De onde é preciso estar atento. Não se deixar confundir nem iludir. Nunca menosprezar gestos aparentemente laterais, insignificantes, pitorescos até.
Nada tem de inocente a proposta apresentada por um deputado supostamente secundário do PT para que se derrube o pilar do sistema republicano de equilíbrio entre Poderes e se submetam decisões da Corte Suprema ao crivo do Legislativo ou de plebiscitos.
Não houvesse imprensa livre para denunciar e Judiciário independente para reagir, a proposta poderia prosperar. Se hoje tivéssemos o conselho de controle e fiscalização dos meios de comunicação proposto no início do primeiro mandato de Lula, se os ministros indicados por governos do PT ao STF tivessem se curvado à lógica de que à indicação deveria corresponder conduta submissa, talvez a ideia do deputado Nazareno não fosse tratada como a ignomínia que é.
De onde é preciso prestar muita atenção à tal de Comissão Especial de Aprimoramento das Instituições instalada em novembro na Câmara por iniciativa do PT, com a tarefa de rediscutir os papéis do Executivo, Legislativo e Judiciário.
Disso já trata a Constituição que, uma vez respeitada, cuida bem de manter afastados do Brasil os males do arbítrio.

Leia ainda o editorial do Globo:
Fúria legiferante do PT passa por cima da boa tradição jurídica, e flerta abertamente com o modelo bolivariano
Temporariamente esfriada a tensão entre o Congresso e o Supremo, continuam a germinar na beira do campo propostas que visam a constranger o STF, culpado da ousadia imperdoável que foi o julgamento do mensalão. Desde julho de 2012, existe uma entidade criada pelo ex-presidente da Câmara, Marco Maia, que atende pelo sugestivo nome de Comissão Especial de Aprimoramento das Instituições Brasileiras. A ela foi entregue, pelo sucessor de Maia — o deputado Henrique Alves —, o nada modesto projeto de “delimitar o terreno do Executivo, do Legislativo e do Judiciário”.

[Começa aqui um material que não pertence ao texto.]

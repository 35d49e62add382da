//! Page object assembly.
//!
//! `pipeline` decides which props a request receives and resolves them;
//! `object` is the resulting wire contract.

pub mod object;
pub mod pipeline;

pub use object::Page;
pub use pipeline::{build_page, PageInput, ERRORS_KEY};
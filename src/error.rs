//! Error taxonomy for the adapter.
//!
//! Fatal errors (`Error`) abort the current render and bubble up to the
//! handler. Non-fatal errors (`SsrError`, `FlashError`) are logged where they
//! occur and never reach the caller.

use axum::http::StatusCode;
use axum::response::{IntoResponse, Response};
use thiserror::Error;

/// Boxed error returned by user-supplied prop closures and collaborators.
pub type BoxError = Box<dyn std::error::Error + Send + Sync + 'static>;

/// Errors surfaced by `Inertia` construction and rendering.
#[derive(Debug, Error)]
pub enum Error {
    /// Invalid setup detected at construction time.
    #[error("configuration error: {0}")]
    Configuration(String),

    /// A prop closure or provider returned an error.
    #[error("resolve prop {key:?}: {source}")]
    PropResolution {
        key: String,
        #[source]
        source: BoxError,
    },

    /// Serializing or assembling the response failed.
    #[error("render: {0}")]
    Render(#[from] RenderError),

    /// The root template could not be parsed or executed.
    #[error("root template: {0}")]
    Template(#[from] TemplateError),
}

/// Result type for adapter operations.
pub type Result<T, E = Error> = std::result::Result<T, E>;

/// Failures while turning a page object into a response.
#[derive(Debug, Error)]
pub enum RenderError {
    /// Page object could not be encoded as JSON.
    #[error("encode page as json: {0}")]
    Json(#[from] serde_json::Error),
}

/// Root template parse and execution failures.
#[derive(Debug, Error)]
pub enum TemplateError {
    /// A `{{` was never closed.
    #[error("unterminated tag starting at byte {0}")]
    Unterminated(usize),

    /// A tag with no name, e.g. `{{ }}`.
    #[error("empty tag at byte {0}")]
    EmptyTag(usize),

    /// A tag argument was not a quoted string.
    #[error("invalid argument {arg:?} for {name:?}")]
    InvalidArgument { name: String, arg: String },

    /// A tag with arguments referenced an unregistered function.
    #[error("unknown template function {0:?}")]
    UnknownFunction(String),

    /// A registered template function failed.
    #[error("template function {name:?}: {source}")]
    Function {
        name: String,
        #[source]
        source: BoxError,
    },

    /// A custom renderer failed.
    #[error("custom renderer: {0}")]
    Renderer(#[source] BoxError),
}

/// Server-side rendering failures. Never fatal: rendering falls back to the
/// client-side container.
#[derive(Debug, Error)]
pub enum SsrError {
    /// Network or protocol failure talking to the SSR server.
    #[error("ssr request: {0}")]
    Request(#[from] reqwest::Error),

    /// The SSR server did not answer in time.
    #[error("ssr timeout after {0} ms")]
    Timeout(u128),

    /// The SSR server answered with a non-success status.
    #[error("ssr server returned status {0}")]
    Status(StatusCode),
}

/// Flash provider failure. Logged and treated as "nothing flashed".
#[derive(Debug, Error)]
#[error("flash provider: {0}")]
pub struct FlashError(#[source] pub BoxError);

impl FlashError {
    pub fn new(err: impl Into<BoxError>) -> Self {
        Self(err.into())
    }
}

impl IntoResponse for Error {
    fn into_response(self) -> Response {
        tracing::error!(error = %self, "Inertia render failed");
        (StatusCode::INTERNAL_SERVER_ERROR, "Internal Server Error").into_response()
    }
}

#[cfg(test)]
mod tests {
    use super::*;

    #[test]
    fn test_error_display() {
        let err = Error::PropResolution {
            key: "user".to_string(),
            source: "db down".into(),
        };
        assert_eq!(err.to_string(), "resolve prop \"user\": db down");

        let err = Error::Configuration("blank root template".to_string());
        assert_eq!(err.to_string(), "configuration error: blank root template");

        let err = SsrError::Status(StatusCode::BAD_GATEWAY);
        assert!(err.to_string().contains("502"));
    }

    #[test]
    fn test_error_into_response_is_500() {
        let response = Error::Configuration("x".into()).into_response();
        assert_eq!(response.status(), StatusCode::INTERNAL_SERVER_ERROR);
    }
}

Qualquer pessoa de bom-senso imaginaria que isto é função de uma Assembleia Constituinte. Mas não há limites para a imaginação de alguns legisladores do PT — como o deputado Nazareno, que surgiu de capa e espada, dentro da Comissão de Constituição e Justiça da Câmara, para alterar os pesos e medidas do nosso sistema institucional.
Agora temos outro legislador-mor: é o deputado Rogério Carvalho (PT-SE), relator da mencionada Comissão de Aprimoramento das Instituições Brasileiras. Para ele, a fixação de limites e competências dos Poderes é o “debate central” da comissão (pensava-se que esses limites e competências já estariam inscritos na letra da Constituição).
A intenção do deputado, explicada antes mesmo de qualquer debate, é fortalecer os poderes eleitos (Executivo e Legislativo), sob o argumento de que o julgamento das urnas proíbe a formação de “instituições absolutistas”. A essa pecha submete o deputado a antiga ideia de Montesquieu, a do equilíbrio dos poderes. O que o deputado pretende é exatamente desmanchar esse equilíbrio recorrendo ao voto popular. Modelo que o chavismo praticou até arrasar com as instituições venezuelanas.
Sociedades, com certeza, não são mecanismos estáticos. Pode haver o desejo de adaptar o texto constitucional a novas necessidades. Mas há limitações para isso, destinadas a evitar uma deformação contínua do tecido constitucional. O exemplo extremo é o dos EUA, cujo texto constitucional mantém-se impávido há 200 anos.
Segundo uma sábia tradição, o poder de reforma não é o mesmo que o poder constituinte original. Exemplo disso são as famosas cláusulas pétreas, que não podem ser modificadas. Sua função é prevenir um processo de erosão da Constituição. Pretende-se evitar que a sedução de apelos próprios a cada momento destruam um projeto duradouro. Assim, diz o artigo 60 da Constituição brasileira: “Não será objeto de deliberação a proposta de emenda tendente a abolir a forma federativa, o voto direto, secreto, universal e periódico, a separação dos poderes e os direitos e garantias individuais”. Os legistas do PT precisam ler a Constituição.